:: Task to complete ::
Going through the data below, please show each line containing the string "deleted".

[Collected data entries]
[Start of section]

//! PostgreSQL-backed `PlanetRepository` implementation using Diesel ORM.

use async_trait::async_trait;
use diesel::prelude::*;
use diesel_async::RunQueryDsl;

use crate::domain::ports::{PlanetRepository, StoreError};
use crate::domain::{EntityKind, NewPlanet, Planet, PlanetId, PlanetPatch};

use super::diesel_error_mapping::{map_diesel_error, map_pool_error};
use super::models::{NewPlanetRow, PlanetChangeset, PlanetRow};
use super::pool::DbPool;
use super::schema::planets;

/// Diesel-backed implementation of the [`PlanetRepository`] port.
#[derive(Clone)]
pub struct DieselPlanetRepository {
    pool: DbPool,
}

impl DieselPlanetRepository {
    /// Create a new repository with the given connection pool.
    pub fn new(pool: DbPool) -> Self {
        Self { pool }
    }
}

#[async_trait]
impl PlanetRepository for DieselPlanetRepository {
    async fn list(&self) -> Result<Vec<Planet>, StoreError> {
        let mut conn = self.pool.get().await.map_err(map_pool_error)?;

        let rows: Vec<PlanetRow> = planets::table
            .order(planets::id.asc())
            .select(PlanetRow::as_select())
            .load(&mut conn)
            .await
            .map_err(map_diesel_error)?;

        Ok(rows.into_iter().map(Planet::from).collect())
    }

    async fn get(&self, id: PlanetId) -> Result<Planet, StoreError> {
        let mut conn = self.pool.get().await.map_err(map_pool_error)?;

        planets::table
            .find(id.get())
            .select(PlanetRow::as_select())
            .first(&mut conn)
            .await
            .optional()
            .map_err(map_diesel_error)?
            .map(Planet::from)
            .ok_or_else(|| StoreError::not_found(EntityKind::Planet, id.get()))
    }

    async fn create(&self, planet: NewPlanet) -> Result<Planet, StoreError> {
        let mut conn = self.pool.get().await.map_err(map_pool_error)?;

        let row: PlanetRow = diesel::insert_into(planets::table)
            .values(NewPlanetRow::from(&planet))
            .returning(PlanetRow::as_returning())
            .get_result(&mut conn)
            .await
            .map_err(map_diesel_error)?;

        Ok(row.into())
    }

    async fn update(&self, id: PlanetId, patch: PlanetPatch) -> Result<Planet, StoreError> {
        if patch.is_empty() {
            return self.get(id).await;
        }

        let mut conn = self.pool.get().await.map_err(map_pool_error)?;

        diesel::update(planets::table.find(id.get()))
            .set(PlanetChangeset::from(&patch))
            .returning(PlanetRow::as_returning())
            .get_result(&mut conn)
            .await
            .optional()
            .map_err(map_diesel_error)?
            .map(Planet::from)
            .ok_or_else(|| StoreError::not_found(EntityKind::Planet, id.get()))
    }

    async fn delete(&self, id: PlanetId) -> Result<(), StoreError> {
        let mut conn = self.pool.get().await.map_err(map_pool_error)?;

        let deleted = diesel::delete(planets::table.find(id.get()))
            .execute(&mut conn)
            .await
            .map_err(map_diesel_error)?;

        if deleted == 0 {
            return Err(StoreError::not_found(EntityKind::Planet, id.get()));
        }
        Ok(())
    }
}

[End of section]

:: Solution ::
        let deleted = diesel::delete(planets::table.find(id.get()))
        if deleted == 0 {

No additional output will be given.